Image 3 (The Emperor’s Origami Lungs). The Emperor’s lungs come alive through differing gestures and surface transformations based on geometrical tessellations adopted from origami crease patterns. The lungs imitate the motion of breathing through expansion and contraction creating a bellowing volume that allows the Emperor to project his emotions both visually and audibly. They rise and fall, creating a bobbing motion, which produces a rippling affect onto the surrounding skin. The severity of these ripples will depend on the anger of the Emperor, and can cause the newly knitted areas of skin to become loose and break, stopping the Princess from ever reaching the cow herder.
Image 4 (The Princess’s Knitted Canopy). The Princess, a flexible, diaphanous knitted membrane, envelopes the spaces below and is fabricated using the surrounding ‘Igusa’: a natural rush material used in the fabrication of tatami mats. Igusa expels a soothing scent as the skin undulates, which is said to calm body and mind. This scent acts as a perfume of remembrance to the cow herder and his time spent running hand in hand through the meadows with the Princess.
Image 5 (The Cowherd’s Mechanical Cow-Cutters). The cowherd has been reinterpreted architecturally as the grass band, which wraps the perimeter of the site, encompassing the Emperor’s lungs and Princess’s knitted skin. Embodying the cowherd are the mechanical cows, which act as wind-up grass-cutting devices that constantly wander the grazing land, cutting the grass and fanning the aroma towards the Princess as a reminder of the cowherd. These cows are waiting and hoping for the moment the Princess knits her skin over the mechanical waves towards them, re-enacting the connection between the two star-crossed lovers.

The mechanical symbology of the resulting landscape—with “the Princess’s knitted membrane knit[ting] itself ever larger… to reach the grass parkland perimeter representing the Cowherd”—is outlined in more detail in the project text (again, as seen in the Flickr set).

[Image: Image 6 from The Emperor’s Castle by Thomas Hillier].

The rest of the images—including the full model, above—showcase Hillier’s exquisite craftmanship.

[Images: Images 7, 8, 9, and 10 from The Emperor’s Castle by Thomas Hillier].

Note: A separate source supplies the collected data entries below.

use pnl_model::{ExtractionMethod, HeaderField};
use pnl_session::{SessionError, SessionState, TaskIntent};
use pnl_test_utils::{create_manager, create_ready_task, fixed_time, header_obs, session_id};
use pretty_assertions::assert_eq;
use std::sync::Arc;
use tokio::sync::Barrier;

#[tokio::test(flavor = "multi_thread", worker_threads = 4)]
async fn test_concurrent_start_admits_exactly_one() {
    let manager = Arc::new(create_manager());
    let tab = session_id("tab-race");
    let contenders = 8;
    let barrier = Arc::new(Barrier::new(contenders));

    let handles: Vec<_> = (0..contenders)
        .map(|_| {
            let manager = Arc::clone(&manager);
            let barrier = Arc::clone(&barrier);
            let tab = tab.clone();
            tokio::spawn(async move {
                barrier.wait().await;
                manager.start_task_at(tab, TaskIntent::PanelSchedule, fixed_time())
            })
        })
        .collect();

    let mut started = Vec::new();
    let mut refused = 0;
    for handle in handles {
        match handle.await.unwrap() {
            Ok(task) => started.push(task),
            Err(SessionError::TaskAlreadyActive { .. }) => refused += 1,
            Err(other) => panic!("unexpected error: {other}"),
        }
    }

    assert_eq!(started.len(), 1);
    assert_eq!(refused, contenders - 1);
    assert_eq!(manager.task_for(&tab), Some(started[0]));
    assert_eq!(manager.active_count(), 1);
}

#[tokio::test(flavor = "multi_thread", worker_threads = 4)]
async fn test_racing_readings_settle_on_higher_confidence() {
    for round in 0..20 {
        let manager = Arc::new(create_manager());
        let tab = session_id(&format!("tab-{round}"));
        let task = manager
            .start_task_at(tab.clone(), TaskIntent::PanelSchedule, fixed_time())
            .unwrap();
        let barrier = Arc::new(Barrier::new(2));

        let readings = [
            header_obs(&tab, HeaderField::Voltage, "208Y/120V", ExtractionMethod::AiVision, fixed_time()),
            header_obs(&tab, HeaderField::Voltage, "480Y/277V", ExtractionMethod::Manual, fixed_time()),
        ];
        let handles: Vec<_> = readings
            .into_iter()
            .map(|obs| {
                let manager = Arc::clone(&manager);
                let barrier = Arc::clone(&barrier);
                tokio::spawn(async move {
                    barrier.wait().await;
                    manager.observe_task_at(task, &obs, fixed_time())
                })
            })
            .collect();
        for handle in handles {
            handle.await.unwrap().unwrap();
        }

        let voltage = manager
            .inspect(task, |s| s.parameter_store.header(HeaderField::Voltage).cloned())
            .unwrap();
        assert_eq!(voltage, Some("208Y/120V".into()), "round {round}");
    }
}

#[tokio::test(flavor = "multi_thread", worker_threads = 4)]
async fn test_sessions_do_not_interfere() {
    let manager = Arc::new(create_manager());
    let handles: Vec<_> = (0..6)
        .map(|i| {
            let manager = Arc::clone(&manager);
            tokio::spawn(async move {
                let tab = session_id(&format!("tab-{i}"));
                let task = create_ready_task(&manager, &tab, fixed_time());
                (tab, task)
            })
        })
        .collect();

    let mut tasks = Vec::new();
    for handle in handles {
        tasks.push(handle.await.unwrap());
    }
    assert_eq!(manager.active_count(), 6);

    let (first_tab, first_task) = tasks[0].clone();
    manager.finish_at(first_task, fixed_time()).unwrap();
    assert_eq!(manager.session_state(&first_tab), SessionState::Idle);

    for (tab, task) in &tasks[1..] {
        assert_eq!(manager.session_state(tab), SessionState::Ready);
        let schedule = manager.get_snapshot_at(*task, fixed_time()).unwrap();
        assert_eq!(schedule.panel_name, "LP-1");
    }
}

#[tokio::test(flavor = "multi_thread", worker_threads = 4)]
async fn test_observation_racing_finish_sees_ended_task() {
    for round in 0..50 {
        let manager = Arc::new(create_manager());
        let tab = session_id(&format!("tab-late-{round}"));
        let task = create_ready_task(&manager, &tab, fixed_time());
        let barrier = Arc::new(Barrier::new(3));

        let finisher = {
            let manager = Arc::clone(&manager);
            let barrier = Arc::clone(&barrier);
            tokio::spawn(async move {
                barrier.wait().await;
                manager.finish_at(task, fixed_time())
            })
        };
        let observers: Vec<_> = [true, false]
            .into_iter()
            .map(|by_task| {
                let manager = Arc::clone(&manager);
                let barrier = Arc::clone(&barrier);
                let obs = header_obs(&tab, HeaderField::Wire, 4u32, ExtractionMethod::Manual, fixed_time());
                tokio::spawn(async move {
                    barrier.wait().await;
                    let mut results = Vec::new();
                    for _ in 0..20 {
                        let result = if by_task {
                            manager.observe_task_at(task, &obs, fixed_time())
                        } else {
                            manager.observe_at(&obs, fixed_time())
                        };
                        results.push(result);
                    }
                    results
                })
            })
            .collect();

        finisher.await.unwrap().unwrap();
        for observer in observers {
            for result in observer.await.unwrap() {
                match result {
                    Ok(_) => {}
                    Err(SessionError::SessionNotActive { state, .. }) => {
                        assert_eq!(state, SessionState::Finished, "round {round}");
                    }
                    Err(other) => panic!("round {round}: unexpected error {other}"),
                }
            }
        }
    }
}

Image 7, above, shows us “the contoured landscape underneath the knitted canopy, exposing the series of connecting walkways that allow the Emperor’s army to run from one lung to another,” while Image 8 reveals “the Emperor’s origami lungs.” Image 9 reveals how those lungs operate; there, we begin to see “the lung movements” of the Emperor, Hillier writes, as they “generate a bellowing volume of air.” This air is then “forced upwards, sending the woven lung collars into a thrashing frenzy, visually increasing the impact of the Emperor’s anger.” In another context, it might be interesting to explore the use of pneumatic metaphors to explore the nature and function of imperial power; but such an essay will have to wait for another day.

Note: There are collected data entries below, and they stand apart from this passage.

//! Testing utilities for PNL workspace
//!
//! Shared fixtures, observation builders and scripted adapters.

#![allow(missing_docs)]

use async_trait::async_trait;
use chrono::{DateTime, TimeZone, Utc};
use parking_lot::Mutex;
use pnl_model::{
    CircuitAttr, ExtractionMethod, FieldKey, FieldObservation, FieldValue, HeaderField,
    PanelSchedule, SessionId, TaskId, TemplateDescriptor,
};
use pnl_session::{
    AdapterError, ExportBoundary, ImageExtractor, LanguageParser, OutputRef, ParsedUtterance,
    SessionConfig, SessionManager, SessionStore, StoreError, TaskIntent, TaskSession,
    TemplateProvider, UploadRef,
};
use std::time::Duration;

pub fn fixed_time() -> DateTime<Utc> {
    Utc.with_ymd_and_hms(2024, 1, 15, 12, 0, 0).unwrap()
}

pub fn session_id(key: &str) -> SessionId {
    SessionId::new(key).unwrap()
}

pub fn create_manager() -> SessionManager {
    SessionManager::new(SessionConfig::default()).unwrap()
}

pub fn header_obs(
    session: &SessionId,
    field: HeaderField,
    value: impl Into<FieldValue>,
    method: ExtractionMethod,
    at: DateTime<Utc>,
) -> FieldObservation {
    FieldObservation::with_default_weight(session.clone(), FieldKey::header(field), value, method, at)
}

pub fn circuit_obs(
    session: &SessionId,
    circuit: u8,
    attr: CircuitAttr,
    value: impl Into<FieldValue>,
    method: ExtractionMethod,
    at: DateTime<Utc>,
) -> FieldObservation {
    FieldObservation::with_default_weight(
        session.clone(),
        FieldKey::circuit(circuit, attr),
        value,
        method,
        at,
    )
}

/// Every field the three-phase template requires, typed in by the user
pub fn mandatory_observations(session: &SessionId, at: DateTime<Utc>) -> Vec<FieldObservation> {
    [
        (HeaderField::PanelName, FieldValue::from("LP-1")),
        (HeaderField::Voltage, FieldValue::from("208Y/120V")),
        (HeaderField::Phase, FieldValue::from("3")),
        (HeaderField::Wire, FieldValue::from("4")),
        (HeaderField::NumberOfCircuits, FieldValue::from(42u32)),
    ]
    .into_iter()
    .map(|(field, value)| header_obs(session, field, value, ExtractionMethod::Manual, at))
    .collect()
}

/// A few consistent circuits: 1-pole lighting at 1, 2-pole motor at 3-4
pub fn circuit_observations(session: &SessionId, at: DateTime<Utc>) -> Vec<FieldObservation> {
    let m = ExtractionMethod::AiVision;
    vec![
        circuit_obs(session, 1, CircuitAttr::Description, "lobby lights", m, at),
        circuit_obs(session, 1, CircuitAttr::BreakerPoles, 1u32, m, at),
        circuit_obs(session, 1, CircuitAttr::BreakerAmps, 20u32, m, at),
        circuit_obs(session, 1, CircuitAttr::LoadAmps, 8.5, m, at),
        circuit_obs(session, 1, CircuitAttr::LoadType, "ltg", m, at),
        circuit_obs(session, 3, CircuitAttr::Description, "rtu-1", m, at),
        circuit_obs(session, 3, CircuitAttr::BreakerPoles, 2u32, m, at),
        circuit_obs(session, 3, CircuitAttr::BreakerAmps, 30u32, m, at),
        circuit_obs(session, 3, CircuitAttr::LoadAmps, 14u32, m, at),
        circuit_obs(session, 3, CircuitAttr::LoadType, "mtr", m, at),
        circuit_obs(session, 4, CircuitAttr::LoadAmps, 14u32, m, at),
        circuit_obs(session, 4, CircuitAttr::LoadType, "mtr", m, at),
    ]
}

/// Start a panel schedule task and fill it until `Ready`
pub fn create_ready_task(manager: &SessionManager, session: &SessionId, at: DateTime<Utc>) -> TaskId {
    let task = manager
        .start_task_at(session.clone(), TaskIntent::PanelSchedule, at)
        .unwrap();
    for obs in mandatory_observations(session, at)
        .iter()
        .chain(circuit_observations(session, at).iter())
    {
        manager.observe_task_at(task, obs, at).unwrap();
    }
    task
}

// -- scripted adapters ----------------------------------------------------

/// Extractor returning the same readings for every image
#[derive(Debug)]
pub struct FixedExtractor {
    pub method: ExtractionMethod,
    pub readings: Vec<(FieldKey, FieldValue)>,
    pub delay: Duration,
}

impl FixedExtractor {
    pub fn vision(readings: Vec<(FieldKey, FieldValue)>) -> Self {
        Self {
            method: ExtractionMethod::AiVision,
            readings,
            delay: Duration::ZERO,
        }
    }

    pub fn with_delay(mut self, delay: Duration) -> Self {
        self.delay = delay;
        self
    }
}

#[async_trait]
impl ImageExtractor for FixedExtractor {
    fn method(&self) -> ExtractionMethod {
        self.method
    }

    async fn extract(
        &self,
        _image: &UploadRef,
        session_id: &SessionId,
    ) -> Result<Vec<FieldObservation>, AdapterError> {
        if !self.delay.is_zero() {
            tokio::time::sleep(self.delay).await;
        }
        Ok(self
            .readings
            .iter()
            .map(|(key, value)| {
                FieldObservation::with_default_weight(
                    session_id.clone(),
                    *key,
                    value.clone(),
                    self.method,
                    Utc::now(),
                )
            })
            .collect())
    }
}

/// Extractor that always fails
#[derive(Debug)]
pub struct FailingExtractor(pub AdapterError);

#[async_trait]
impl ImageExtractor for FailingExtractor {
    fn method(&self) -> ExtractionMethod {
        ExtractionMethod::TextOcr
    }

    async fn extract(
        &self,
        _image: &UploadRef,
        _session_id: &SessionId,
    ) -> Result<Vec<FieldObservation>, AdapterError> {
        Err(self.0.clone())
    }
}

/// Parser that always fails
#[derive(Debug)]
pub struct FailingParser;

#[async_trait]
impl LanguageParser for FailingParser {
    async fn parse(
        &self,
        _text: &str,
        _session_id: &SessionId,
        _at: DateTime<Utc>,
    ) -> Result<ParsedUtterance, AdapterError> {
        Err(AdapterError::Unavailable("language service down".into()))
    }
}

/// Template provider that always fails
#[derive(Debug)]
pub struct FailingTemplates;

impl TemplateProvider for FailingTemplates {
    fn template_for(&self, _intent: TaskIntent) -> Result<TemplateDescriptor, AdapterError> {
        Err(AdapterError::Unavailable("template service down".into()))
    }
}

/// Export boundary that records what it was asked to render
#[derive(Debug, Default)]
pub struct RecordingExport {
    pub exported: Mutex<Vec<(TaskId, PanelSchedule)>>,
    pub delay: Duration,
}

impl RecordingExport {
    pub fn with_delay(delay: Duration) -> Self {
        Self {
            exported: Mutex::new(Vec::new()),
            delay,
        }
    }

    pub fn count(&self) -> usize {
        self.exported.lock().len()
    }
}

#[async_trait]
impl ExportBoundary for RecordingExport {
    async fn export(
        &self,
        task_id: TaskId,
        schedule: &PanelSchedule,
    ) -> Result<Vec<OutputRef>, AdapterError> {
        if !self.delay.is_zero() {
            tokio::time::sleep(self.delay).await;
        }
        self.exported.lock().push((task_id, schedule.clone()));
        Ok(vec![OutputRef::new(
            format!("{}.xlsx", schedule.panel_name),
            format!("memory://{task_id}"),
        )])
    }
}

/// Export boundary that always fails
#[derive(Debug)]
pub struct FailingExport;

#[async_trait]
impl ExportBoundary for FailingExport {
    async fn export(
        &self,
        _task_id: TaskId,
        _schedule: &PanelSchedule,
    ) -> Result<Vec<OutputRef>, AdapterError> {
        Err(AdapterError::Timeout { secs: 30 })
    }
}

/// Store whose every write fails
#[derive(Debug, Default)]
pub struct FailingStore;

impl SessionStore for FailingStore {
    fn save(&self, _session: &TaskSession) -> Result<(), StoreError> {
        Err(std::io::Error::other("disk full").into())
    }

    fn remove(&self, _task_id: TaskId) -> Result<(), StoreError> {
        Err(std::io::Error::other("disk full").into())
    }

    fn load(&self, _task_id: TaskId) -> Result<Option<TaskSession>, StoreError> {
        Ok(None)
    }

    fn load_all(&self) -> Result<Vec<TaskSession>, StoreError> {
        Ok(Vec::new())
    }
}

Image 10, meanwhile, zooms in on the Emperor’s “Mechanical Moat,” a machine-hydrology that surrounds and delimits the project landscape.

And then we reach the finale.

[Image: Image 11 from The Emperor’s Castle by Thomas Hillier].

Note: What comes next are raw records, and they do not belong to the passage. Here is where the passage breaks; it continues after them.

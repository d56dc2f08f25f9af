//! Session errors

use crate::types::SessionState;
use pnl_grid::{GridError, Violation};
use pnl_model::{ModelError, SessionId, TaskId};
use pnl_resolver::ResolveError;
use thiserror::Error;

/// Result type alias
pub type Result<T> = std::result::Result<T, SessionError>;

/// Errors surfaced by the session manager
#[derive(Debug, Error)]
pub enum SessionError {
    /// Observation value failed validation; the session is unchanged
    #[error("validation failed: {0}")]
    Validation(#[from] ModelError),

    /// A non-terminal task already exists for the conversation
    #[error("session {session_id} already runs task {task_id}")]
    TaskAlreadyActive {
        /// Conversation
        session_id: SessionId,
        /// Running task
        task_id: TaskId,
    },

    /// Task reached a terminal state
    #[error("task {task_id} is {state}")]
    SessionNotActive {
        /// Task
        task_id: TaskId,
        /// Terminal state it reached
        state: SessionState,
    },

    /// Task is confirming or building and takes no observations
    #[error("task {task_id} is {state} and not accepting observations")]
    SessionBusy {
        /// Task
        task_id: TaskId,
        /// Current state
        state: SessionState,
    },

    /// Nothing to return for the request
    #[error("not found: {0}")]
    NotFound(String),

    /// State machine refused the transition
    #[error("illegal transition: {from} -> {to}")]
    IllegalTransition {
        /// Current state
        from: SessionState,
        /// Requested state
        to: SessionState,
    },

    /// Build refused while the grid has violations
    #[error("schedule has {} structural violation(s)", violations.len())]
    NotBuildable {
        /// Blocking violations
        violations: Vec<Violation>,
    },

    /// Build was interrupted by a cancel or close
    #[error("build interrupted; task is now {state}")]
    BuildInterrupted {
        /// State found when the export returned
        state: SessionState,
    },

    /// Observation belongs to a different conversation
    #[error("observation from session {got} sent to session {expected}")]
    ForeignObservation {
        /// Session owning the task
        expected: SessionId,
        /// Session on the observation
        got: SessionId,
    },

    /// Command needs a task intent
    #[error("no task intent detected")]
    NoTaskIntent,

    /// Adapter call failed
    #[error("external adapter failure: {0}")]
    ExternalAdapterFailure(#[from] AdapterError),

    /// Durable store failed
    #[error("store error: {0}")]
    Store(#[from] StoreError),

    /// Grid could not be derived
    #[error("grid error: {0}")]
    Grid(#[from] GridError),

    /// Configuration error
    #[error("configuration error: {0}")]
    Config(String),
}

impl SessionError {
    /// Check if the error goes back to the user rather than being absorbed
    #[must_use]
    pub fn is_surfaced(&self) -> bool {
        matches!(
            self,
            Self::Validation(_)
                | Self::TaskAlreadyActive { .. }
                | Self::SessionNotActive { .. }
                | Self::SessionBusy { .. }
                | Self::NotFound(_)
                | Self::IllegalTransition { .. }
                | Self::NotBuildable { .. }
                | Self::ForeignObservation { .. }
                | Self::NoTaskIntent
        )
    }

    /// Check if error is retryable
    #[must_use]
    pub fn is_retryable(&self) -> bool {
        match self {
            Self::ExternalAdapterFailure(e) => e.is_retryable(),
            Self::Store(StoreError::Io(_)) | Self::SessionBusy { .. } => true,
            _ => false,
        }
    }
}

impl From<ResolveError> for SessionError {
    fn from(err: ResolveError) -> Self {
        match err {
            ResolveError::Validation(e) => Self::Validation(e),
            other @ ResolveError::InvalidWeight { .. } => Self::Config(other.to_string()),
        }
    }
}

/// Failures from extraction, parsing, template and export collaborators
#[derive(Debug, Clone, PartialEq, Eq, Error)]
pub enum AdapterError {
    /// Collaborator could not be reached
    #[error("adapter unavailable: {0}")]
    Unavailable(String),

    /// Collaborator took too long
    #[error("adapter timed out after {secs}s")]
    Timeout {
        /// Seconds waited
        secs: u64,
    },

    /// Collaborator answered with something unusable
    #[error("invalid adapter response: {0}")]
    InvalidResponse(String),

    /// Collaborator refused the input
    #[error("adapter rejected input: {0}")]
    Rejected(String),
}

impl AdapterError {
    /// Check if error is retryable
    #[must_use]
    pub fn is_retryable(&self) -> bool {
        matches!(self, Self::Unavailable(_) | Self::Timeout { .. })
    }
}

/// Durable session store failures
#[derive(Debug, Error)]
pub enum StoreError {
    /// Filesystem failure
    #[error("I/O error: {0}")]
    Io(#[from] std::io::Error),

    /// Record could not be encoded or decoded
    #[error("serialization error: {0}")]
    Serialization(#[from] serde_json::Error),
}

#[cfg(test)]
mod tests {
    use super::*;

    #[test]
    fn resolver_validation_maps_to_validation() {
        let err: SessionError = ResolveError::Validation(ModelError::OddCircuitCount(41)).into();
        assert!(matches!(err, SessionError::Validation(ModelError::OddCircuitCount(41))));
        assert!(err.is_surfaced());
    }

    #[test]
    fn adapter_timeouts_are_retryable() {
        let err = SessionError::from(AdapterError::Timeout { secs: 30 });
        assert!(err.is_retryable());
        assert!(!err.is_surfaced());
        assert!(!SessionError::from(AdapterError::Rejected("blurry".into())).is_retryable());
    }

    #[test]
    fn not_buildable_message_counts_violations() {
        let err = SessionError::NotBuildable {
            violations: vec![Violation::MissingLoadType { circuit: 3 }],
        };
        assert_eq!(err.to_string(), "schedule has 1 structural violation(s)");
    }
}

The images below are “the final triptych,” Hillier writes. They offer “a section through the urban theatre [that] illustrates the frenetic ‘life’ of the building. This 1.8m x 0.8m piece is the culmination of all the research and design synthesis carried out above.”

[Images: Images 12, 13, 14, and 15 from The Emperor’s Castle by Thomas Hillier].

Hillier’s project is a beautifully realized example of something I’ve long been curious about—for instance, if a book like Ulysses had been “written” not with a typewriter but with a 3D printer, what sort of architectural world might result? The Emperor’s Castle offers at least one possible answer for how literature could be translated directly into urban and architectural space.

Now reverse-engineer this: take a landscape garden somewhere—or an accidental assemblage of parks, buildings, rivers, and homes—and interpret that setting as if it is literature. Do a reverse-Hillier, so to speak: start with the landscape and extract characters and motivated dramatic actions from the objects placed within it.

In any case, again, check out the Flickr set for more text and much larger images; and don’t miss Johan Hybschmann’s “book of space,” also produced this year at the Bartlett.